## INFORMATION PROVIDED
========================

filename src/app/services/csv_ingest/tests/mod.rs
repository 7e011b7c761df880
//! Test utilities for CSV ingestion testing
//!
//! This module provides common helpers used across the ingestion test
//! modules.

use std::cell::Cell;
use std::io::{self, Read};
use std::rc::Rc;
use tempfile::NamedTempFile;

use crate::app::models::RawRow;
use crate::app::services::csv_ingest::{IngestPipeline, IngestSummary};
use crate::app::services::record_store::MemoryRecordStore;
use crate::error::IngestResult;

mod pipeline_tests;

/// Helper to build a raw row from string slices
pub fn row(line: usize, cells: &[&str]) -> RawRow {
    RawRow::new(line, cells.iter().map(|c| c.to_string()).collect())
}

/// Helper to run the default pipeline over in-memory content
pub fn ingest_str(
    content: &str,
    filename: &str,
) -> (IngestResult<IngestSummary>, MemoryRecordStore) {
    let mut store = MemoryRecordStore::new();
    let result = IngestPipeline::new().ingest(content.as_bytes(), filename, &mut store);
    (result, store)
}

/// Helper to collect stored records as owned tuples
pub fn stored_pairs(store: &MemoryRecordStore) -> Vec<(String, String)> {
    store
        .records()
        .iter()
        .map(|r| (r.field1().to_string(), r.field2().to_string()))
        .collect()
}

/// Helper to create a temporary `.csv` file with given content
pub fn create_temp_csv(content: &str) -> NamedTempFile {
    let mut temp_file = tempfile::Builder::new().suffix(".csv").tempfile().unwrap();
    std::io::Write::write_all(&mut temp_file, content.as_bytes()).unwrap();
    temp_file
}

/// Reader that always fails
pub struct FailingReader;

impl Read for FailingReader {
    fn read(&mut self, _buf: &mut [u8]) -> io::Result<usize> {
        Err(io::Error::new(io::ErrorKind::BrokenPipe, "connection reset"))
    }
}

/// Reader that records when it has been dropped
pub struct DropTrackingReader {
    inner: io::Cursor<Vec<u8>>,
    dropped: Rc<Cell<bool>>,
}

impl DropTrackingReader {
    pub fn new(content: &str) -> (Self, Rc<Cell<bool>>) {
        let dropped = Rc::new(Cell::new(false));
        let reader = Self {
            inner: io::Cursor::new(content.as_bytes().to_vec()),
            dropped: Rc::clone(&dropped),
        };
        (reader, dropped)
    }
}

impl Read for DropTrackingReader {
    fn read(&mut self, buf: &mut [u8]) -> io::Result<usize> {
        self.inner.read(buf)
    }
}

impl Drop for DropTrackingReader {
    fn drop(&mut self) {
        self.dropped.set(true);
    }
}
/// Data layer: core types, loading, and filtering.
///
/// Architecture:
/// ```text
///  .csv / .json / .parquet
///        │
///        ▼
///   ┌──────────┐
///   │  loader   │  parse file, drop rows without payload/class → LaunchDataset
///   └──────────┘
///        │
///        ▼
///   ┌───────────────┐
///   │ LaunchDataset │  Vec<LaunchRecord>, sites, payload bounds
///   └───────────────┘
///        │
///        ▼
///   ┌──────────┐
///   │  filter   │  site selection + payload range → pie slices / scatter points
///   └──────────┘
/// ```

pub mod loader;
pub mod model;
pub mod filter;
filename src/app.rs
use eframe::egui;

use crate::state::AppState;
use crate::ui::{panels, plot, table};

// ---------------------------------------------------------------------------
// eframe App implementation
// ---------------------------------------------------------------------------

pub struct LaunchDashApp {
    pub state: AppState,
}

impl LaunchDashApp {
    pub fn new(state: AppState) -> Self {
        Self { state }
    }
}

impl eframe::App for LaunchDashApp {
    fn update(&mut self, ctx: &egui::Context, _frame: &mut eframe::Frame) {
        // ---- Top panel: menu bar ----
        egui::TopBottomPanel::top("top_bar").show(ctx, |ui| {
            panels::top_bar(ui, &mut self.state);
        });

        // ---- Left side panel: site + payload inputs ----
        egui::SidePanel::left("filter_panel")
            .default_width(240.0)
            .resizable(true)
            .show(ctx, |ui| {
                panels::side_panel(ui, &mut self.state);
            });

        // ---- Bottom panel: scatter records ----
        egui::TopBottomPanel::bottom("record_table")
            .resizable(true)
            .default_height(180.0)
            .show(ctx, |ui| {
                table::scatter_table(ui, &self.state);
            });

        // ---- Central panel: pie above scatter ----
        egui::CentralPanel::default().show(ctx, |ui| {
            let half = (ui.available_height() / 2.0 - 24.0).max(120.0);
            plot::success_pie(ui, &self.state, half);
            ui.separator();
            plot::payload_scatter(ui, &self.state);
        });
    }
}
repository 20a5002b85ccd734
use eframe::egui::{RichText, Ui};
use egui_extras::{Column, TableBuilder};

use crate::state::AppState;

const ROW_HEIGHT: f32 = 18.0;

/// Every record currently in the scatter view, one row each.
pub fn scatter_table(ui: &mut Ui, state: &AppState) {
    let points = &state.scatter.points;
    ui.strong(format!("Launches in view ({})", points.len()));

    TableBuilder::new(ui)
        .striped(true)
        .resizable(true)
        .column(Column::auto().at_least(60.0))
        .column(Column::auto().at_least(120.0))
        .column(Column::auto().at_least(80.0))
        .column(Column::auto().at_least(100.0))
        .column(Column::remainder())
        .header(ROW_HEIGHT + 2.0, |mut header| {
            for title in ["Flight", "Launch Site", "Booster", "Payload (kg)", "Outcome"] {
                header.col(|ui| {
                    ui.strong(title);
                });
            }
        })
        .body(|body| {
            body.rows(ROW_HEIGHT, points.len(), |mut row| {
                let rec = &points[row.index()];
                row.col(|ui| {
                    ui.label(&rec.flight_number);
                });
                row.col(|ui| {
                    ui.label(&rec.site);
                });
                row.col(|ui| {
                    let color = state.booster_colors.color_for(&rec.booster_category);
                    ui.label(RichText::new(&rec.booster_category).color(color));
                });
                row.col(|ui| {
                    ui.label(format!("{:.0}", rec.payload_mass_kg));
                });
                row.col(|ui| {
                    ui.label(rec.outcome.to_string());
                });
            });
        });
}
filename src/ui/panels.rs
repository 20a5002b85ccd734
use eframe::egui::{self, Color32, RichText, Ui};

use crate::data::model::{PayloadRange, SiteSelection};
use crate::state::AppState;

/// Tick labels shown under the payload sliders.
const PAYLOAD_MARKS: [f64; 5] = [0.0, 2500.0, 5000.0, 7500.0, 10_000.0];

// ---------------------------------------------------------------------------
// Left side panel – input controls
// ---------------------------------------------------------------------------

/// Render the left panel: site selector and payload range selector.
pub fn side_panel(ui: &mut Ui, state: &mut AppState) {
    ui.heading("Filters");
    ui.separator();

    site_selector(ui, state);
    ui.add_space(12.0);
    payload_selector(ui, state);
}

fn site_selector(ui: &mut Ui, state: &mut AppState) {
    ui.strong("Launch site");

    let current = state.site().clone();
    let mut chosen: Option<SiteSelection> = None;

    egui::ComboBox::from_id_salt("site_selector")
        .selected_text(current.to_string())
        .width(ui.available_width())
        .show_ui(ui, |ui: &mut Ui| {
            if ui
                .selectable_label(current == SiteSelection::All, "All Sites")
                .clicked()
            {
                chosen = Some(SiteSelection::All);
            }
            for site in &state.dataset.sites {
                let option = SiteSelection::Site(site.clone());
                if ui.selectable_label(current == option, site).clicked() {
                    chosen = Some(option);
                }
            }
        });

    if let Some(site) = chosen {
        state.set_site(site);
    }
}

fn payload_selector(ui: &mut Ui, state: &mut AppState) {
    ui.strong("Payload range (Kg):");

    let range = state.payload_range();
    let (mut low, mut high) = (range.low(), range.high());
    let bounds = PayloadRange::DISPLAY_MIN..=PayloadRange::DISPLAY_MAX;

    let low_changed = ui
        .add(egui::Slider::new(&mut low, bounds.clone()).text("min"))
        .changed();
    let high_changed = ui
        .add(egui::Slider::new(&mut high, bounds).text("max"))
        .changed();

    ui.horizontal(|ui: &mut Ui| {
        for mark in PAYLOAD_MARKS {
            ui.small(format!("{mark}"));
        }
    });

    if let Some((min, max)) = state.dataset.payload_bounds {
        ui.label(RichText::new(format!("observed: {min} – {max} kg")).weak());
        if ui.small_button("Reset to observed").clicked() {
            state.set_payload_range(PayloadRange::new(min, max));
            return;
        }
    }

    if low_changed || high_changed {
        // Dragging one handle past the other drags the other along.
        if low_changed && low > high {
            high = low;
        }
        if high_changed && high < low {
            low = high;
        }
        state.set_payload_range(PayloadRange::new(low, high));
    }
}

// ---------------------------------------------------------------------------
// Top bar
// ---------------------------------------------------------------------------

/// Render the top menu / toolbar.
pub fn top_bar(ui: &mut Ui, state: &mut AppState) {
    egui::menu::bar(ui, |ui: &mut Ui| {
        ui.menu_button("File", |ui: &mut Ui| {
            if ui.button("Open…").clicked() {
                open_file_dialog(state);
                ui.close_menu();
            }
        });

        ui.separator();

        if let Some(path) = &state.source {
            ui.label(path.display().to_string());
            ui.separator();
        }

        let ds = &state.dataset;
        ui.label(format!(
            "{} launches loaded ({} rows dropped), {} in scatter",
            ds.len(),
            ds.dropped_rows,
            state.scatter.points.len()
        ));

        if let Some(msg) = &state.status_message {
            ui.separator();
            ui.label(RichText::new(msg).color(Color32::RED));
        }
    });
}

// ---------------------------------------------------------------------------
// File dialog
// ---------------------------------------------------------------------------

pub fn open_file_dialog(state: &mut AppState) {
    let file = rfd::FileDialog::new()
        .set_title("Open launch records")
        .add_filter("Supported files", &["csv", "json", "parquet", "pq"])
        .add_filter("CSV", &["csv"])
        .add_filter("JSON", &["json"])
        .add_filter("Parquet", &["parquet", "pq"])
        .pick_file();

    if let Some(path) = file {
        match state.open_path(&path) {
            Ok(()) => state.status_message = None,
            Err(e) => {
                log::error!("Failed to load file: {e:#}");
                state.status_message = Some(format!("Error: {e:#}"));
            }
        }
    }
}
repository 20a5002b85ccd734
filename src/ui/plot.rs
use std::collections::BTreeMap;
use std::f64::consts::TAU;
use std::sync::Arc;

use eframe::egui::{Color32, Stroke, Ui};
use egui_plot::{Legend, MarkerShape, Plot, PlotBounds, PlotPoint, PlotPoints, Points, Polygon, Text};

use crate::color::slice_color;
use crate::data::filter::Slice;
use crate::data::model::LaunchRecord;
use crate::state::AppState;

// ---------------------------------------------------------------------------
// Pie geometry
// ---------------------------------------------------------------------------

/// A pie wedge in unit-circle plot coordinates.
#[derive(Debug, Clone)]
pub struct Wedge {
    pub label: String,
    pub share: f64,
    /// Closed outline: centre, then the arc from start to end angle.
    pub outline: Vec<[f64; 2]>,
    /// Where the percentage label goes.
    pub label_pos: [f64; 2],
}

/// Lay out slices clockwise from twelve o'clock. Zero-count slices get no wedge.
pub fn pie_wedges(slices: &[Slice]) -> Vec<Wedge> {
    let total: usize = slices.iter().map(|s| s.count).sum();
    if total == 0 {
        return Vec::new();
    }

    let mut start = TAU / 4.0;
    let mut wedges = Vec::with_capacity(slices.len());
    for slice in slices.iter().filter(|s| s.count > 0) {
        let share = slice.count as f64 / total as f64;
        let sweep = share * TAU;
        let steps = ((share * 128.0).ceil() as usize).max(2);

        let mut outline = Vec::with_capacity(steps + 2);
        outline.push([0.0, 0.0]);
        outline.extend((0..=steps).map(|i| {
            let angle = start - sweep * i as f64 / steps as f64;
            [angle.cos(), angle.sin()]
        }));

        let mid = start - sweep / 2.0;
        let label_radius = if share >= 1.0 { 0.0 } else { 0.65 };
        wedges.push(Wedge {
            label: slice.label.clone(),
            share,
            outline,
            label_pos: [label_radius * mid.cos(), label_radius * mid.sin()],
        });
        start -= sweep;
    }
    wedges
}

/// Render the success pie chart.
pub fn success_pie(ui: &mut Ui, state: &AppState, height: f32) {
    let pie = &state.pie;
    ui.heading(&pie.title);

    let wedges = pie_wedges(&pie.slices);
    if wedges.is_empty() {
        ui.label("No successful launches to show.");
        return;
    }

    Plot::new("success_pie")
        .height(height)
        .data_aspect(1.0)
        .legend(Legend::default())
        .show_axes(false)
        .show_grid(false)
        .show_x(false)
        .show_y(false)
        .allow_drag(false)
        .allow_zoom(false)
        .allow_scroll(false)
        .allow_boxed_zoom(false)
        .include_x(-1.1)
        .include_x(1.1)
        .include_y(-1.1)
        .include_y(1.1)
        .show(ui, |plot_ui| {
            for w in &wedges {
                let color = slice_color(state.site(), &w.label, &state.site_colors);
                plot_ui.polygon(
                    Polygon::new(PlotPoints::new(w.outline.clone()))
                        .name(&w.label)
                        .fill_color(color)
                        .stroke(Stroke::new(1.0, Color32::WHITE)),
                );
            }
            for w in &wedges {
                plot_ui.text(Text::new(
                    PlotPoint::new(w.label_pos[0], w.label_pos[1]),
                    format!("{:.1}%", w.share * 100.0),
                ));
            }
        });
}

// ---------------------------------------------------------------------------
// Payload vs outcome scatter
// ---------------------------------------------------------------------------

/// Scatter points grouped by booster category (one legend entry each).
pub fn scatter_series(points: &[LaunchRecord]) -> BTreeMap<&str, Vec<[f64; 2]>> {
    let mut series: BTreeMap<&str, Vec<[f64; 2]>> = BTreeMap::new();
    for r in points {
        series
            .entry(r.booster_category.as_str())
            .or_default()
            .push([r.payload_mass_kg, f64::from(r.outcome.class())]);
    }
    series
}

/// Flight numbers of the records plotted at `(x, y)` in a booster series.
pub fn flights_at<'a>(points: &'a [LaunchRecord], booster: &str, x: f64, y: f64) -> Vec<&'a str> {
    points
        .iter()
        .filter(|r| r.booster_category == booster)
        .filter(|r| r.payload_mass_kg == x && f64::from(r.outcome.class()) == y)
        .map(|r| r.flight_number.as_str())
        .collect()
}

/// Render the payload / outcome scatter chart.
pub fn payload_scatter(ui: &mut Ui, state: &AppState) {
    let view = &state.scatter;
    ui.heading(&view.title);

    let range = state.payload_range();
    let pad = ((range.high() - range.low()) * 0.03).max(50.0);
    let (y_min, y_max) = view.y_bounds;
    let bounds = PlotBounds::from_min_max([range.low() - pad, y_min], [range.high() + pad, y_max]);

    let hover_points = Arc::clone(&view.points);

    Plot::new("payload_scatter")
        .legend(Legend::default())
        .x_axis_label("Payload Mass (kg)")
        .y_axis_label("Outcome (0=Fail, 1=Success)")
        .allow_drag(false)
        .allow_zoom(false)
        .allow_scroll(false)
        .allow_boxed_zoom(false)
        .label_formatter(move |name, value| {
            if name.is_empty() {
                return format!("{:.0} kg", value.x);
            }
            let flights = flights_at(&hover_points, name, value.x, value.y);
            format!(
                "{name}\nPayload: {:.0} kg\nClass: {}\nFlight Number: {}",
                value.x,
                value.y,
                flights.join(", ")
            )
        })
        .show(ui, |plot_ui| {
            plot_ui.set_plot_bounds(bounds);
            for (booster, pts) in scatter_series(&view.points) {
                plot_ui.points(
                    Points::new(PlotPoints::new(pts))
                        .name(booster)
                        .color(state.booster_colors.color_for(booster))
                        .shape(MarkerShape::Circle)
                        .radius(4.0),
                );
            }
        });
}
use std::collections::BTreeMap;

use eframe::egui::Color32;
use palette::{Hsl, IntoColor, Srgb};

use crate::data::model::SiteSelection;

// ---------------------------------------------------------------------------
// Color palette generator
// ---------------------------------------------------------------------------

/// Generates `n` visually distinct colours using evenly spaced hues.
pub fn generate_palette(n: usize) -> Vec<Color32> {
    if n == 0 {
        return Vec::new();
    }
    (0..n)
        .map(|i| {
            let hue = (i as f32 / n as f32) * 360.0;
            let hsl = Hsl::new(hue, 0.75, 0.55);
            let rgb: Srgb = hsl.into_color();
            Color32::from_rgb(
                (rgb.red * 255.0) as u8,
                (rgb.green * 255.0) as u8,
                (rgb.blue * 255.0) as u8,
            )
        })
        .collect()
}

// ---------------------------------------------------------------------------
// Color mapping: category label → Color32
// ---------------------------------------------------------------------------

/// Maps category labels (booster categories, pie slice labels) to distinct colours.
#[derive(Debug, Clone, Default)]
pub struct ColorMap {
    mapping: BTreeMap<String, Color32>,
}

impl ColorMap {
    /// Build a colour map, assigning palette entries in iteration order.
    pub fn new<I, S>(labels: I) -> Self
    where
        I: IntoIterator<Item = S>,
        S: Into<String>,
    {
        let labels: Vec<String> = labels.into_iter().map(Into::into).collect();
        let palette = generate_palette(labels.len());
        ColorMap {
            mapping: labels.into_iter().zip(palette).collect(),
        }
    }

    /// Look up the colour for a label; unknown labels are grey.
    pub fn color_for(&self, label: &str) -> Color32 {
        self.mapping.get(label).copied().unwrap_or(Color32::GRAY)
    }
}

/// Fixed colours for the per-site pie so "Success" / "Failure" read at a glance.
pub fn outcome_color(label: &str) -> Option<Color32> {
    match label {
        "Success" => Some(Color32::from_rgb(46, 160, 67)),
        "Failure" => Some(Color32::from_rgb(215, 58, 73)),
        _ => None,
    }
}

/// Pie slice colour. Slices are sites in the all-sites view and outcomes
/// for a single site, so the selection decides which mapping applies.
pub fn slice_color(selection: &SiteSelection, label: &str, site_colors: &ColorMap) -> Color32 {
    match selection {
        SiteSelection::All => site_colors.color_for(label),
        SiteSelection::Site(_) => outcome_color(label).unwrap_or_else(|| site_colors.color_for(label)),
    }
}
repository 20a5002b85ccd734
pub mod panels;
pub mod plot;
pub mod table;
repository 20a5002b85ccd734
use std::path::PathBuf;

use clap::{Parser, ValueHint};

/// Environment variable naming the launch table when no path argument is given.
pub const DATA_ENV_VAR: &str = "LAUNCH_DASH_DATA";

/// Data file used when neither an argument nor the environment names one.
pub const DEFAULT_DATA_FILE: &str = "spacex_launch_dash.csv";

pub const WINDOW_TITLE: &str = "SpaceX Launch Records Dashboard";
pub const WINDOW_SIZE: [f32; 2] = [1200.0, 800.0];
pub const WINDOW_MIN_SIZE: [f32; 2] = [600.0, 400.0];

/// Startup configuration.
///
/// Precedence for the data path: positional argument, then
/// `LAUNCH_DASH_DATA`, then `spacex_launch_dash.csv`.
#[derive(Parser, Debug, Clone, PartialEq)]
#[command(name = "launch-dash", version, about = "Interactive launch records dashboard", long_about = None)]
pub struct DashConfig {
    /// Launch table to load (.csv, .json or .parquet)
    #[arg(env = DATA_ENV_VAR, default_value = DEFAULT_DATA_FILE, value_hint = ValueHint::FilePath)]
    pub data_path: PathBuf,
}

#[cfg(test)]
mod tests {
    use super::*;
    use clap::CommandFactory;
    use clap::error::ErrorKind;

    #[test]
    fn test_positional_path() {
        let cfg = DashConfig::try_parse_from(["launch-dash", "launches.parquet"]).unwrap();
        assert_eq!(cfg.data_path, PathBuf::from("launches.parquet"));
    }

    #[test]
    fn test_default_path() {
        // The environment can legitimately override the default.
        if std::env::var_os(DATA_ENV_VAR).is_some() {
            return;
        }
        let cfg = DashConfig::try_parse_from(["launch-dash"]).unwrap();
        assert_eq!(cfg.data_path, PathBuf::from(DEFAULT_DATA_FILE));
    }

    #[test]
    fn test_help_is_not_a_data_path() {
        let err = DashConfig::try_parse_from(["launch-dash", "--help"]).unwrap_err();
        assert_eq!(err.kind(), ErrorKind::DisplayHelp);

        let err = DashConfig::try_parse_from(["launch-dash", "--verbose"]).unwrap_err();
        assert_eq!(err.kind(), ErrorKind::UnknownArgument);
    }

    #[test]
    fn test_data_path_reads_environment() {
        let cmd = DashConfig::command();
        let arg = cmd
            .get_arguments()
            .find(|a| a.get_id() == "data_path")
            .unwrap();
        assert_eq!(arg.get_env(), Some(std::ffi::OsStr::new(DATA_ENV_VAR)));
    }

    #[test]
    fn test_command_definition_is_valid() {
        DashConfig::command().debug_assert();
    }
}
use std::path::{Path, PathBuf};

use anyhow::{Context, Result};

use crate::color::ColorMap;
use crate::data::filter::{ScatterView, SuccessAggregate, payload_outcome_filter, success_aggregate};
use crate::data::loader::load_file;
use crate::data::model::{LaunchDataset, PayloadRange, SiteSelection};

// ---------------------------------------------------------------------------
// Application state
// ---------------------------------------------------------------------------

/// The full UI state, independent of rendering.
///
/// Holds the two inputs (site selection, payload range) and the two derived
/// chart views. Inputs are only changed through the setters, which recompute
/// exactly the views that depend on them.
pub struct AppState {
    /// Loaded dataset, never mutated; replaced wholesale on File → Open.
    pub dataset: LaunchDataset,

    /// Where the dataset came from, shown in the top bar.
    pub source: Option<PathBuf>,

    site: SiteSelection,
    payload_range: PayloadRange,

    /// Pie chart view, derived from `site` only.
    pub pie: SuccessAggregate,

    /// Scatter chart view, derived from `site` and `payload_range`.
    pub scatter: ScatterView,

    /// Colour per booster category (scatter series).
    pub booster_colors: ColorMap,

    /// Colour per launch site (pie slices in the all-sites view).
    pub site_colors: ColorMap,

    /// Status / error message shown in the UI.
    pub status_message: Option<String>,

    pie_revision: u64,
    scatter_revision: u64,
}

impl AppState {
    /// Initial state: all sites, payload range = observed min/max.
    pub fn new(dataset: LaunchDataset, source: Option<PathBuf>) -> Self {
        let site = SiteSelection::All;
        let payload_range = PayloadRange::initial(&dataset);
        let pie = success_aggregate(&dataset, &site);
        let scatter = payload_outcome_filter(&dataset, &site, payload_range);

        Self {
            booster_colors: ColorMap::new(dataset.booster_categories.iter().cloned()),
            site_colors: ColorMap::new(dataset.sites.iter().cloned()),
            dataset,
            source,
            site,
            payload_range,
            pie,
            scatter,
            status_message: None,
            pie_revision: 0,
            scatter_revision: 0,
        }
    }

    /// Ingest a newly loaded dataset and reset both inputs.
    pub fn set_dataset(&mut self, dataset: LaunchDataset, source: Option<PathBuf>) {
        let pie_revision = self.pie_revision + 1;
        let scatter_revision = self.scatter_revision + 1;
        *self = Self::new(dataset, source);
        self.pie_revision = pie_revision;
        self.scatter_revision = scatter_revision;
    }

    /// Load a file and replace the dataset. On failure the current dataset is kept.
    pub fn open_path(&mut self, path: &Path) -> Result<()> {
        let dataset = load_file(path).with_context(|| format!("opening {}", path.display()))?;
        self.set_dataset(dataset, Some(path.to_path_buf()));
        Ok(())
    }

    pub fn site(&self) -> &SiteSelection {
        &self.site
    }

    pub fn payload_range(&self) -> PayloadRange {
        self.payload_range
    }

    /// Change the site selection; both charts depend on it.
    pub fn set_site(&mut self, site: SiteSelection) {
        if site == self.site {
            return;
        }
        self.site = site;
        self.recompute_pie();
        self.recompute_scatter();
    }

    /// Change the payload range; only the scatter chart depends on it.
    pub fn set_payload_range(&mut self, range: PayloadRange) {
        let range = range.clamped_to_display();
        if range == self.payload_range {
            return;
        }
        self.payload_range = range;
        self.recompute_scatter();
    }

    /// Bumped every time the pie view is recomputed.
    pub fn pie_revision(&self) -> u64 {
        self.pie_revision
    }

    /// Bumped every time the scatter view is recomputed.
    pub fn scatter_revision(&self) -> u64 {
        self.scatter_revision
    }

    fn recompute_pie(&mut self) {
        self.pie = success_aggregate(&self.dataset, &self.site);
        self.pie_revision += 1;
        log::debug!("Pie recomputed for {}: {} slices", self.site, self.pie.slices.len());
    }

    fn recompute_scatter(&mut self) {
        self.scatter = payload_outcome_filter(&self.dataset, &self.site, self.payload_range);
        self.scatter_revision += 1;
        log::debug!(
            "Scatter recomputed for {} in [{}, {}]: {} points",
            self.site,
            self.payload_range.low(),
            self.payload_range.high(),
            self.scatter.points.len()
        );
    }
}

#[cfg(test)]
mod tests {
    use super::*;
    use crate::data::model::{LaunchRecord, Outcome};

    fn dataset() -> LaunchDataset {
        let rec = |site: &str, payload: f64, outcome: Outcome, flight: &str| LaunchRecord {
            site: site.to_string(),
            payload_mass_kg: payload,
            outcome,
            booster_category: "FT".to_string(),
            flight_number: flight.to_string(),
        };
        LaunchDataset::from_records(
            vec![
                rec("siteA", 500.0, Outcome::Success, "1"),
                rec("siteA", 2000.0, Outcome::Failure, "2"),
                rec("siteB", 1500.0, Outcome::Success, "3"),
            ],
            0,
        )
    }

    #[test]
    fn test_initial_state() {
        let state = AppState::new(dataset(), None);
        assert_eq!(state.site(), &SiteSelection::All);
        assert_eq!(state.payload_range(), PayloadRange::new(500.0, 2000.0));
        assert_eq!(state.pie.title, "Total Successful Launches by Site");
        assert_eq!(state.scatter.points.len(), 3);
    }

    #[test]
    fn test_site_change_updates_both_views() {
        let mut state = AppState::new(dataset(), None);
        state.set_site(SiteSelection::Site("siteA".to_string()));
        assert_eq!(state.pie.count_of("Success"), Some(1));
        assert_eq!(state.pie.count_of("Failure"), Some(1));
        assert_eq!(state.scatter.points.len(), 2);
        assert_eq!(state.pie_revision(), 1);
        assert_eq!(state.scatter_revision(), 1);
    }

    #[test]
    fn test_payload_change_leaves_pie_alone() {
        let mut state = AppState::new(dataset(), None);
        let pie_before = state.pie.clone();
        state.set_payload_range(PayloadRange::new(1000.0, 3000.0));

        assert_eq!(state.pie, pie_before);
        assert_eq!(state.pie_revision(), 0);
        assert_eq!(state.scatter_revision(), 1);
        let flights: Vec<&str> = state
            .scatter
            .points
            .iter()
            .map(|r| r.flight_number.as_str())
            .collect();
        assert_eq!(flights, vec!["2", "3"]);
    }

    #[test]
    fn test_unchanged_input_is_noop() {
        let mut state = AppState::new(dataset(), None);
        state.set_site(SiteSelection::All);
        state.set_payload_range(PayloadRange::new(500.0, 2000.0));
        assert_eq!(state.pie_revision(), 0);
        assert_eq!(state.scatter_revision(), 0);
    }

    #[test]
    fn test_payload_range_is_clamped() {
        let mut state = AppState::new(dataset(), None);
        state.set_payload_range(PayloadRange::new(-10.0, 20_000.0));
        assert_eq!(state.payload_range(), PayloadRange::new(0.0, 10_000.0));
    }

    #[test]
    fn test_scatter_reflects_latest_inputs() {
        let mut state = AppState::new(dataset(), None);
        state.set_payload_range(PayloadRange::new(1000.0, 3000.0));
        state.set_site(SiteSelection::Site("siteA".to_string()));
        assert_eq!(state.scatter.points.len(), 1);
        assert_eq!(state.scatter.points[0].flight_number, "2");
        assert_eq!(
            state.scatter.title,
            "Correlation Between Payload and Success – siteA"
        );
    }

    #[test]
    fn test_open_path_failure_keeps_dataset() {
        let mut state = AppState::new(dataset(), None);
        state.set_site(SiteSelection::Site("siteB".to_string()));
        let err = state.open_path(Path::new("/nonexistent/launches.csv")).unwrap_err();
        assert!(format!("{err:#}").contains("opening /nonexistent/launches.csv"));
        assert_eq!(state.dataset.len(), 3);
        assert_eq!(state.site(), &SiteSelection::Site("siteB".to_string()));
    }

    #[test]
    fn test_open_path_resets_inputs() {
        let dir = tempfile::tempdir().unwrap();
        let path = dir.path().join("launches.csv");
        std::fs::write(
            &path,
            "Launch Site,Payload Mass (kg),class,Booster Version Category,Flight Number\n\
             X,100,1,FT,1\n\
             X,300,0,B4,2\n",
        )
        .unwrap();

        let mut state = AppState::new(dataset(), None);
        state.set_site(SiteSelection::Site("siteA".to_string()));
        state.open_path(&path).unwrap();

        assert_eq!(state.site(), &SiteSelection::All);
        assert_eq!(state.payload_range(), PayloadRange::new(100.0, 300.0));
        assert_eq!(state.dataset.sites, vec!["X"]);
        assert_eq!(state.pie.count_of("X"), Some(1));
        assert_eq!(state.source.as_deref(), Some(path.as_path()));
    }
}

========================

## TASK GOAL
Where a line of the data holds the word "BTreeMap", copy that line.

## PROBLEM SOLUTION
use std::collections::BTreeMap;
pub fn scatter_series(points: &[LaunchRecord]) -> BTreeMap<&str, Vec<[f64; 2]>> {
    let mut series: BTreeMap<&str, Vec<[f64; 2]>> = BTreeMap::new();
use std::collections::BTreeMap;
    mapping: BTreeMap<String, Color32>,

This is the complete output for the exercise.